Problem to work on
Please copy out the records that follow, word for word.

[Dataset entries]
#####

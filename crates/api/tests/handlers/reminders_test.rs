use agenda_core::models::{
    appointment::BookingOutcome,
    reminder::{DispatchSummary, PatientContact},
};
use axum::http::StatusCode;
use pretty_assertions::assert_eq;
use serde_json::json;

use crate::test_utils::{MockSender, TestContext, in_days, t, today};

async fn book_tomorrow(ctx: &TestContext, server: &axum_test::TestServer, start: &str) {
    let outcome = server
        .post(&format!("/api/professionals/{}/appointments", ctx.professional_id))
        .json(&json!({
            "contract_id": ctx.contract.id,
            "slots": [{ "date": in_days(1), "start": start }]
        }))
        .await
        .json::<BookingOutcome>();
    assert_eq!(outcome.created, 1);
}

#[tokio::test]
async fn test_contact_upsert_echoes_contact() {
    let ctx = TestContext::new().await;
    let server = ctx.server();

    let response = server
        .put(&format!("/api/patients/{}/contact", ctx.contract.patient_id))
        .json(&json!({ "phone": "+55 11 99999-0000" }))
        .await;
    response.assert_status(StatusCode::OK);
    assert_eq!(
        response.json::<PatientContact>().phone.as_deref(),
        Some("+55 11 99999-0000")
    );
}

#[tokio::test]
async fn test_dispatch_without_body_targets_tomorrow() {
    let ctx = TestContext::new().await;
    let patient_id = ctx.contract.patient_id;
    let mut sender = MockSender::new();
    sender
        .expect_send()
        .withf(move |reminder| {
            reminder.patient_id == patient_id
                && reminder.date == in_days(1)
                && reminder.start == t(9, 0)
                && reminder.reschedule_token.is_some()
        })
        .times(1)
        .returning(|_| Ok(()));
    let server = ctx.server_with(sender);

    book_tomorrow(&ctx, &server, "09:00").await;
    server
        .put(&format!("/api/patients/{patient_id}/contact"))
        .json(&json!({ "phone": "+5511999990000" }))
        .await
        .assert_status(StatusCode::OK);

    let response = server.post("/api/reminders/dispatch").await;
    response.assert_status(StatusCode::OK);
    assert_eq!(response.json::<DispatchSummary>(), DispatchSummary { sent: 1, skipped: 0 });
}

#[tokio::test]
async fn test_dispatch_skips_missing_phone_and_failed_sends() {
    let ctx = TestContext::new().await;
    let mut sender = MockSender::new();
    sender
        .expect_send()
        .times(1)
        .returning(|_| Err(eyre::eyre!("gateway unavailable")));
    let server = ctx.server_with(sender);

    book_tomorrow(&ctx, &server, "09:00").await;
    server
        .put(&format!("/api/patients/{}/contact", ctx.contract.patient_id))
        .json(&json!({ "phone": "+5511999990000" }))
        .await
        .assert_status(StatusCode::OK);

    let response = server
        .post("/api/reminders/dispatch")
        .json(&json!({ "as_of": today(), "professional_id": ctx.professional_id }))
        .await;
    response.assert_status(StatusCode::OK);
    assert_eq!(response.json::<DispatchSummary>(), DispatchSummary { sent: 0, skipped: 1 });
}

#[tokio::test]
async fn test_dispatch_for_blank_phone_never_calls_sender() {
    let ctx = TestContext::new().await;
    let server = ctx.server();

    book_tomorrow(&ctx, &server, "10:00").await;
    server
        .put(&format!("/api/patients/{}/contact", ctx.contract.patient_id))
        .json(&json!({ "phone": "   " }))
        .await
        .assert_status(StatusCode::OK);

    let summary = server
        .post("/api/reminders/dispatch")
        .await
        .json::<DispatchSummary>();
    assert_eq!(summary, DispatchSummary { sent: 0, skipped: 1 });
}
use axum::{Router, routing::post};
use std::sync::Arc;

use crate::{ApiState, handlers};

pub fn routes() -> Router<Arc<ApiState>> {
    Router::new().route("/api/reminders/dispatch", post(handlers::reminders::dispatch))
}
use agenda_core::models::token::RescheduleToken;
use chrono::{DateTime, Utc};
use eyre::Result;
use sqlx::PgExecutor;

use crate::models::DbRescheduleToken;

pub async fn insert_token<'e>(executor: impl PgExecutor<'e>, token: &RescheduleToken) -> Result<()> {
    tracing::debug!(
        "Storing reschedule token for appointment {} (expires {})",
        token.appointment_id,
        token.expires_at
    );

    sqlx::query(
        r#"
        INSERT INTO reschedule_tokens (token, appointment_id, issued_at, expires_at, consumed_at)
        VALUES ($1, $2, $3, $4, $5)
        "#,
    )
    .bind(&token.token)
    .bind(token.appointment_id)
    .bind(token.issued_at)
    .bind(token.expires_at)
    .bind(token.consumed_at)
    .execute(executor)
    .await?;

    Ok(())
}

pub async fn get_token<'e>(executor: impl PgExecutor<'e>, token: &str) -> Result<Option<DbRescheduleToken>> {
    let row = sqlx::query_as::<_, DbRescheduleToken>(
        r#"
        SELECT token, appointment_id, issued_at, expires_at, consumed_at
        FROM reschedule_tokens
        WHERE token = $1
        "#,
    )
    .bind(token)
    .fetch_optional(executor)
    .await?;

    Ok(row)
}

pub async fn lock_token<'e>(executor: impl PgExecutor<'e>, token: &str) -> Result<Option<DbRescheduleToken>> {
    let row = sqlx::query_as::<_, DbRescheduleToken>(
        r#"
        SELECT token, appointment_id, issued_at, expires_at, consumed_at
        FROM reschedule_tokens
        WHERE token = $1
        FOR UPDATE
        "#,
    )
    .bind(token)
    .fetch_optional(executor)
    .await?;

    Ok(row)
}

pub async fn consume_token<'e>(
    executor: impl PgExecutor<'e>,
    token: &str,
    now: DateTime<Utc>,
) -> Result<()> {
    sqlx::query("UPDATE reschedule_tokens SET consumed_at = $2 WHERE token = $1")
        .bind(token)
        .bind(now)
        .execute(executor)
        .await?;

    Ok(())
}

pub async fn delete_expired<'e>(executor: impl PgExecutor<'e>, now: DateTime<Utc>) -> Result<u64> {
    let result = sqlx::query("DELETE FROM reschedule_tokens WHERE expires_at <= $1")
        .bind(now)
        .execute(executor)
        .await?;

    Ok(result.rows_affected())
}
pub mod models;
pub mod repositories;
pub mod schema;
pub mod store;

use eyre::Result;
use sqlx::postgres::PgPoolOptions;
use sqlx::{Pool, Postgres};

pub use store::PgStore;

pub type DbPool = Pool<Postgres>;

pub async fn create_pool(database_url: &str) -> Result<DbPool> {
    let pool = PgPoolOptions::new()
        .max_connections(5)
        .connect(database_url)
        .await?;

    Ok(pool)
}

#####

Result of this task
filename crates/api/tests/handlers/reminders_test.rs
use agenda_core::models::{
    appointment::BookingOutcome,
    reminder::{DispatchSummary, PatientContact},
};
use axum::http::StatusCode;
use pretty_assertions::assert_eq;
use serde_json::json;

use crate::test_utils::{MockSender, TestContext, in_days, t, today};

async fn book_tomorrow(ctx: &TestContext, server: &axum_test::TestServer, start: &str) {
    let outcome = server
        .post(&format!("/api/professionals/{}/appointments", ctx.professional_id))
        .json(&json!({
            "contract_id": ctx.contract.id,
            "slots": [{ "date": in_days(1), "start": start }]
        }))
        .await
        .json::<BookingOutcome>();
    assert_eq!(outcome.created, 1);
}

#[tokio::test]
async fn test_contact_upsert_echoes_contact() {
    let ctx = TestContext::new().await;
    let server = ctx.server();

    let response = server
        .put(&format!("/api/patients/{}/contact", ctx.contract.patient_id))
        .json(&json!({ "phone": "+55 11 99999-0000" }))
        .await;
    response.assert_status(StatusCode::OK);
    assert_eq!(
        response.json::<PatientContact>().phone.as_deref(),
        Some("+55 11 99999-0000")
    );
}

#[tokio::test]
async fn test_dispatch_without_body_targets_tomorrow() {
    let ctx = TestContext::new().await;
    let patient_id = ctx.contract.patient_id;
    let mut sender = MockSender::new();
    sender
        .expect_send()
        .withf(move |reminder| {
            reminder.patient_id == patient_id
                && reminder.date == in_days(1)
                && reminder.start == t(9, 0)
                && reminder.reschedule_token.is_some()
        })
        .times(1)
        .returning(|_| Ok(()));
    let server = ctx.server_with(sender);

    book_tomorrow(&ctx, &server, "09:00").await;
    server
        .put(&format!("/api/patients/{patient_id}/contact"))
        .json(&json!({ "phone": "+5511999990000" }))
        .await
        .assert_status(StatusCode::OK);

    let response = server.post("/api/reminders/dispatch").await;
    response.assert_status(StatusCode::OK);
    assert_eq!(response.json::<DispatchSummary>(), DispatchSummary { sent: 1, skipped: 0 });
}

#[tokio::test]
async fn test_dispatch_skips_missing_phone_and_failed_sends() {
    let ctx = TestContext::new().await;
    let mut sender = MockSender::new();
    sender
        .expect_send()
        .times(1)
        .returning(|_| Err(eyre::eyre!("gateway unavailable")));
    let server = ctx.server_with(sender);

    book_tomorrow(&ctx, &server, "09:00").await;
    server
        .put(&format!("/api/patients/{}/contact", ctx.contract.patient_id))
        .json(&json!({ "phone": "+5511999990000" }))
        .await
        .assert_status(StatusCode::OK);

    let response = server
        .post("/api/reminders/dispatch")
        .json(&json!({ "as_of": today(), "professional_id": ctx.professional_id }))
        .await;
    response.assert_status(StatusCode::OK);
    assert_eq!(response.json::<DispatchSummary>(), DispatchSummary { sent: 0, skipped: 1 });
}

#[tokio::test]
async fn test_dispatch_for_blank_phone_never_calls_sender() {
    let ctx = TestContext::new().await;
    let server = ctx.server();

    book_tomorrow(&ctx, &server, "10:00").await;
    server
        .put(&format!("/api/patients/{}/contact", ctx.contract.patient_id))
        .json(&json!({ "phone": "   " }))
        .await
        .assert_status(StatusCode::OK);

    let summary = server
        .post("/api/reminders/dispatch")
        .await
        .json::<DispatchSummary>();
    assert_eq!(summary, DispatchSummary { sent: 0, skipped: 1 });
}
use axum::{Router, routing::post};
use std::sync::Arc;

use crate::{ApiState, handlers};

pub fn routes() -> Router<Arc<ApiState>> {
    Router::new().route("/api/reminders/dispatch", post(handlers::reminders::dispatch))
}
use agenda_core::models::token::RescheduleToken;
use chrono::{DateTime, Utc};
use eyre::Result;
use sqlx::PgExecutor;

use crate::models::DbRescheduleToken;

pub async fn insert_token<'e>(executor: impl PgExecutor<'e>, token: &RescheduleToken) -> Result<()> {
    tracing::debug!(
        "Storing reschedule token for appointment {} (expires {})",
        token.appointment_id,
        token.expires_at
    );

    sqlx::query(
        r#"
        INSERT INTO reschedule_tokens (token, appointment_id, issued_at, expires_at, consumed_at)
        VALUES ($1, $2, $3, $4, $5)
        "#,
    )
    .bind(&token.token)
    .bind(token.appointment_id)
    .bind(token.issued_at)
    .bind(token.expires_at)
    .bind(token.consumed_at)
    .execute(executor)
    .await?;

    Ok(())
}

pub async fn get_token<'e>(executor: impl PgExecutor<'e>, token: &str) -> Result<Option<DbRescheduleToken>> {
    let row = sqlx::query_as::<_, DbRescheduleToken>(
        r#"
        SELECT token, appointment_id, issued_at, expires_at, consumed_at
        FROM reschedule_tokens
        WHERE token = $1
        "#,
    )
    .bind(token)
    .fetch_optional(executor)
    .await?;

    Ok(row)
}

pub async fn lock_token<'e>(executor: impl PgExecutor<'e>, token: &str) -> Result<Option<DbRescheduleToken>> {
    let row = sqlx::query_as::<_, DbRescheduleToken>(
        r#"
        SELECT token, appointment_id, issued_at, expires_at, consumed_at
        FROM reschedule_tokens
        WHERE token = $1
        FOR UPDATE
        "#,
    )
    .bind(token)
    .fetch_optional(executor)
    .await?;

    Ok(row)
}

pub async fn consume_token<'e>(
    executor: impl PgExecutor<'e>,
    token: &str,
    now: DateTime<Utc>,
) -> Result<()> {
    sqlx::query("UPDATE reschedule_tokens SET consumed_at = $2 WHERE token = $1")
        .bind(token)
        .bind(now)
        .execute(executor)
        .await?;

    Ok(())
}

pub async fn delete_expired<'e>(executor: impl PgExecutor<'e>, now: DateTime<Utc>) -> Result<u64> {
    let result = sqlx::query("DELETE FROM reschedule_tokens WHERE expires_at <= $1")
        .bind(now)
        .execute(executor)
        .await?;

    Ok(result.rows_affected())
}
pub mod models;
pub mod repositories;
pub mod schema;
pub mod store;

use eyre::Result;
use sqlx::postgres::PgPoolOptions;
use sqlx::{Pool, Postgres};

pub use store::PgStore;

pub type DbPool = Pool<Postgres>;

pub async fn create_pool(database_url: &str) -> Result<DbPool> {
    let pool = PgPoolOptions::new()
        .max_connections(5)
        .connect(database_url)
        .await?;

    Ok(pool)
}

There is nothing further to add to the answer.